**Dataset content**
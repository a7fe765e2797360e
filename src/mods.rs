macro_rules! impl_mods {
    ($func_name:ident, $const_name:ident) => {
        #[inline]
        fn $func_name(self) -> bool {
            self & Self::$const_name > 0
        }
    };
}

/// Mod bitmask as defined by the osu!api.
///
/// Note that `TD` (touch device) doubles as the legacy no-video bit.
pub trait Mods: Copy {
    const NF: u32 = 1 << 0;
    const EZ: u32 = 1 << 1;
    const TD: u32 = 1 << 2;
    const HD: u32 = 1 << 3;
    const HR: u32 = 1 << 4;
    const DT: u32 = 1 << 6;
    const HT: u32 = 1 << 8;
    const NC: u32 = 1 << 9;
    const FL: u32 = 1 << 10;
    const SO: u32 = 1 << 12;

    fn change_speed(self) -> bool;
    fn change_map(self) -> bool;
    fn speed(self) -> f64;
    fn od_ar_hp_multiplier(self) -> f64;
    fn nf(self) -> bool;
    fn ez(self) -> bool;
    fn td(self) -> bool;
    fn hd(self) -> bool;
    fn hr(self) -> bool;
    fn dt(self) -> bool;
    fn ht(self) -> bool;
    fn nc(self) -> bool;
    fn fl(self) -> bool;
    fn so(self) -> bool;
}

impl Mods for u32 {
    #[inline]
    fn change_speed(self) -> bool {
        self & (Self::DT | Self::HT | Self::NC) > 0
    }

    #[inline]
    fn change_map(self) -> bool {
        self & (Self::HR | Self::EZ) > 0 || self.change_speed()
    }

    #[inline]
    fn speed(self) -> f64 {
        let mut speed = 1.0;

        if self & (Self::DT | Self::NC) > 0 {
            speed = 1.5;
        }

        if self & Self::HT > 0 {
            speed *= 0.75;
        }

        speed
    }

    #[inline]
    fn od_ar_hp_multiplier(self) -> f64 {
        let mut multiplier = 1.0;

        if self & Self::HR > 0 {
            multiplier = 1.4;
        }

        if self & Self::EZ > 0 {
            multiplier *= 0.5;
        }

        multiplier
    }

    impl_mods!(nf, NF);
    impl_mods!(ez, EZ);
    impl_mods!(td, TD);
    impl_mods!(hd, HD);
    impl_mods!(hr, HR);
    impl_mods!(dt, DT);
    impl_mods!(ht, HT);
    impl_mods!(nc, NC);
    impl_mods!(fl, FL);
    impl_mods!(so, SO);
}

const ACRONYMS: [(&str, u32); 10] = [
    ("nf", <u32 as Mods>::NF),
    ("ez", <u32 as Mods>::EZ),
    ("td", <u32 as Mods>::TD),
    ("hd", <u32 as Mods>::HD),
    ("hr", <u32 as Mods>::HR),
    ("dt", <u32 as Mods>::DT),
    ("ht", <u32 as Mods>::HT),
    ("nc", <u32 as Mods>::NC),
    ("fl", <u32 as Mods>::FL),
    ("so", <u32 as Mods>::SO),
];

/// Construct the mod bitmask from a string such as `"HDHR"`.
///
/// Matching is case-insensitive and order-independent;
/// anything that is not a known two-letter acronym is ignored.
pub fn mods_from_str(s: &str) -> u32 {
    let s = s.to_lowercase();

    ACRONYMS
        .iter()
        .filter(|(acronym, _)| s.contains(acronym))
        .fold(0, |mods, (_, bit)| mods | bit)
}

/// Convert a mod bitmask into a string such as `"HDHR"`.
pub fn mods_str(mods: u32) -> String {
    ACRONYMS
        .iter()
        .filter(|(_, bit)| mods & bit > 0)
        .map(|(acronym, _)| acronym.to_uppercase())
        .collect()
}
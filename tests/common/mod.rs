#![allow(dead_code)]

use osu_ppv2::model::{Beatmap, HitObject, HitObjectKind, Pos2, TimingPoint};

pub fn circle(x: f32, y: f32, start_time: f64) -> HitObject {
    HitObject {
        pos: Pos2 { x, y },
        start_time,
        kind: HitObjectKind::Circle,
    }
}

pub fn slider(x: f32, y: f32, start_time: f64, pixel_len: f64, repeats: usize) -> HitObject {
    HitObject {
        pos: Pos2 { x, y },
        start_time,
        kind: HitObjectKind::Slider { pixel_len, repeats },
    }
}

pub fn spinner(start_time: f64) -> HitObject {
    HitObject {
        pos: Pos2::zero(),
        start_time,
        kind: HitObjectKind::Spinner,
    }
}

pub fn hold(x: f32, y: f32, start_time: f64) -> HitObject {
    HitObject {
        pos: Pos2 { x, y },
        start_time,
        kind: HitObjectKind::Hold,
    }
}

pub fn timing_point(time: f64, beat_len: f64, change: bool) -> TimingPoint {
    TimingPoint {
        time,
        beat_len,
        change,
    }
}

/// Build a map with neutral settings around the given objects;
/// the object counts are derived from the kinds.
pub fn map_of(hit_objects: Vec<HitObject>) -> Beatmap {
    let n_circles = hit_objects.iter().filter(|h| h.is_circle()).count() as u32;
    let n_sliders = hit_objects.iter().filter(|h| h.is_slider()).count() as u32;
    let n_spinners = hit_objects.iter().filter(|h| h.is_spinner()).count() as u32;

    Beatmap {
        version: 14,
        n_circles,
        n_sliders,
        n_spinners,
        ar: 5.0,
        od: 5.0,
        cs: 5.0,
        hp: 5.0,
        sv: 1.0,
        tick_rate: 1.0,
        hit_objects,
        ..Default::default()
    }
}

pub fn assert_margin(actual: f64, expected: f64, margin: f64) {
    assert!(
        (actual - expected).abs() <= margin,
        "expected {} but was {} (margin {})",
        expected,
        actual,
        margin
    );
}

/// Assert a relative deviation, `margin` being e.g. `0.01` for 1%.
pub fn assert_relative(actual: f64, expected: f64, margin: f64) {
    let deviation = (actual - expected).abs() / expected.abs();

    assert!(
        deviation <= margin,
        "expected {} but was {} (deviation {:.4}, allowed {})",
        expected,
        actual,
        deviation,
        margin
    );
}
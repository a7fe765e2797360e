use crate::GameMode;

use std::{error::Error as StdError, fmt};

/// `Result<_, CalculateError>`
pub type CalculateResult<T> = Result<T, CalculateError>;

/// Anything that could go wrong while calculating difficulty or pp.
///
/// All calculations are deterministic so none of these are worth retrying;
/// they are reported to the caller right where they are detected.
#[derive(Clone, Debug, PartialEq, Eq)]
pub enum CalculateError {
    /// A required input was neither given directly nor derivable from a map.
    MissingInput(&'static str),
    /// A given input value is outside its valid domain.
    InvalidInput(&'static str),
    /// The map's mode has no registered calculator.
    UnsupportedMode(GameMode),
    /// Score versions other than 1 and 2 don't exist.
    UnsupportedScoreVersion(u32),
}

impl fmt::Display for CalculateError {
    fn fmt(&self, f: &mut fmt::Formatter<'_>) -> fmt::Result {
        match self {
            Self::MissingInput(what) => write!(f, "missing input: {}", what),
            Self::InvalidInput(why) => write!(f, "invalid input: {}", why),
            Self::UnsupportedMode(mode) => {
                write!(f, "no calculator registered for mode {:?}", mode)
            }
            Self::UnsupportedScoreVersion(version) => {
                write!(f, "unsupported score version {}", version)
            }
        }
    }
}

impl StdError for CalculateError {}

**Assignment**
Please reproduce each entry exactly as it appears.

**Written response**
repository a7fe765e2797360e
filename src/mods.rs
macro_rules! impl_mods {
    ($func_name:ident, $const_name:ident) => {
        #[inline]
        fn $func_name(self) -> bool {
            self & Self::$const_name > 0
        }
    };
}

/// Mod bitmask as defined by the osu!api.
///
/// Note that `TD` (touch device) doubles as the legacy no-video bit.
pub trait Mods: Copy {
    const NF: u32 = 1 << 0;
    const EZ: u32 = 1 << 1;
    const TD: u32 = 1 << 2;
    const HD: u32 = 1 << 3;
    const HR: u32 = 1 << 4;
    const DT: u32 = 1 << 6;
    const HT: u32 = 1 << 8;
    const NC: u32 = 1 << 9;
    const FL: u32 = 1 << 10;
    const SO: u32 = 1 << 12;

    fn change_speed(self) -> bool;
    fn change_map(self) -> bool;
    fn speed(self) -> f64;
    fn od_ar_hp_multiplier(self) -> f64;
    fn nf(self) -> bool;
    fn ez(self) -> bool;
    fn td(self) -> bool;
    fn hd(self) -> bool;
    fn hr(self) -> bool;
    fn dt(self) -> bool;
    fn ht(self) -> bool;
    fn nc(self) -> bool;
    fn fl(self) -> bool;
    fn so(self) -> bool;
}

impl Mods for u32 {
    #[inline]
    fn change_speed(self) -> bool {
        self & (Self::DT | Self::HT | Self::NC) > 0
    }

    #[inline]
    fn change_map(self) -> bool {
        self & (Self::HR | Self::EZ) > 0 || self.change_speed()
    }

    #[inline]
    fn speed(self) -> f64 {
        let mut speed = 1.0;

        if self & (Self::DT | Self::NC) > 0 {
            speed = 1.5;
        }

        if self & Self::HT > 0 {
            speed *= 0.75;
        }

        speed
    }

    #[inline]
    fn od_ar_hp_multiplier(self) -> f64 {
        let mut multiplier = 1.0;

        if self & Self::HR > 0 {
            multiplier = 1.4;
        }

        if self & Self::EZ > 0 {
            multiplier *= 0.5;
        }

        multiplier
    }

    impl_mods!(nf, NF);
    impl_mods!(ez, EZ);
    impl_mods!(td, TD);
    impl_mods!(hd, HD);
    impl_mods!(hr, HR);
    impl_mods!(dt, DT);
    impl_mods!(ht, HT);
    impl_mods!(nc, NC);
    impl_mods!(fl, FL);
    impl_mods!(so, SO);
}

const ACRONYMS: [(&str, u32); 10] = [
    ("nf", <u32 as Mods>::NF),
    ("ez", <u32 as Mods>::EZ),
    ("td", <u32 as Mods>::TD),
    ("hd", <u32 as Mods>::HD),
    ("hr", <u32 as Mods>::HR),
    ("dt", <u32 as Mods>::DT),
    ("ht", <u32 as Mods>::HT),
    ("nc", <u32 as Mods>::NC),
    ("fl", <u32 as Mods>::FL),
    ("so", <u32 as Mods>::SO),
];

/// Construct the mod bitmask from a string such as `"HDHR"`.
///
/// Matching is case-insensitive and order-independent;
/// anything that is not a known two-letter acronym is ignored.
pub fn mods_from_str(s: &str) -> u32 {
    let s = s.to_lowercase();

    ACRONYMS
        .iter()
        .filter(|(acronym, _)| s.contains(acronym))
        .fold(0, |mods, (_, bit)| mods | bit)
}

/// Convert a mod bitmask into a string such as `"HDHR"`.
pub fn mods_str(mods: u32) -> String {
    ACRONYMS
        .iter()
        .filter(|(_, bit)| mods & bit > 0)
        .map(|(acronym, _)| acronym.to_uppercase())
        .collect()
}
filename tests/common/mod.rs
#![allow(dead_code)]

use osu_ppv2::model::{Beatmap, HitObject, HitObjectKind, Pos2, TimingPoint};

pub fn circle(x: f32, y: f32, start_time: f64) -> HitObject {
    HitObject {
        pos: Pos2 { x, y },
        start_time,
        kind: HitObjectKind::Circle,
    }
}

pub fn slider(x: f32, y: f32, start_time: f64, pixel_len: f64, repeats: usize) -> HitObject {
    HitObject {
        pos: Pos2 { x, y },
        start_time,
        kind: HitObjectKind::Slider { pixel_len, repeats },
    }
}

pub fn spinner(start_time: f64) -> HitObject {
    HitObject {
        pos: Pos2::zero(),
        start_time,
        kind: HitObjectKind::Spinner,
    }
}

pub fn hold(x: f32, y: f32, start_time: f64) -> HitObject {
    HitObject {
        pos: Pos2 { x, y },
        start_time,
        kind: HitObjectKind::Hold,
    }
}

pub fn timing_point(time: f64, beat_len: f64, change: bool) -> TimingPoint {
    TimingPoint {
        time,
        beat_len,
        change,
    }
}

/// Build a map with neutral settings around the given objects;
/// the object counts are derived from the kinds.
pub fn map_of(hit_objects: Vec<HitObject>) -> Beatmap {
    let n_circles = hit_objects.iter().filter(|h| h.is_circle()).count() as u32;
    let n_sliders = hit_objects.iter().filter(|h| h.is_slider()).count() as u32;
    let n_spinners = hit_objects.iter().filter(|h| h.is_spinner()).count() as u32;

    Beatmap {
        version: 14,
        n_circles,
        n_sliders,
        n_spinners,
        ar: 5.0,
        od: 5.0,
        cs: 5.0,
        hp: 5.0,
        sv: 1.0,
        tick_rate: 1.0,
        hit_objects,
        ..Default::default()
    }
}

pub fn assert_margin(actual: f64, expected: f64, margin: f64) {
    assert!(
        (actual - expected).abs() <= margin,
        "expected {} but was {} (margin {})",
        expected,
        actual,
        margin
    );
}

/// Assert a relative deviation, `margin` being e.g. `0.01` for 1%.
pub fn assert_relative(actual: f64, expected: f64, margin: f64) {
    let deviation = (actual - expected).abs() / expected.abs();

    assert!(
        deviation <= margin,
        "expected {} but was {} (deviation {:.4}, allowed {})",
        expected,
        actual,
        deviation,
        margin
    );
}
repository a7fe765e2797360e
use crate::GameMode;

use std::{error::Error as StdError, fmt};

/// `Result<_, CalculateError>`
pub type CalculateResult<T> = Result<T, CalculateError>;

/// Anything that could go wrong while calculating difficulty or pp.
///
/// All calculations are deterministic so none of these are worth retrying;
/// they are reported to the caller right where they are detected.
#[derive(Clone, Debug, PartialEq, Eq)]
pub enum CalculateError {
    /// A required input was neither given directly nor derivable from a map.
    MissingInput(&'static str),
    /// A given input value is outside its valid domain.
    InvalidInput(&'static str),
    /// The map's mode has no registered calculator.
    UnsupportedMode(GameMode),
    /// Score versions other than 1 and 2 don't exist.
    UnsupportedScoreVersion(u32),
}

impl fmt::Display for CalculateError {
    fn fmt(&self, f: &mut fmt::Formatter<'_>) -> fmt::Result {
        match self {
            Self::MissingInput(what) => write!(f, "missing input: {}", what),
            Self::InvalidInput(why) => write!(f, "invalid input: {}", why),
            Self::UnsupportedMode(mode) => {
                write!(f, "no calculator registered for mode {:?}", mode)
            }
            Self::UnsupportedScoreVersion(version) => {
                write!(f, "unsupported score version {}", version)
            }
        }
    }
}

impl StdError for CalculateError {}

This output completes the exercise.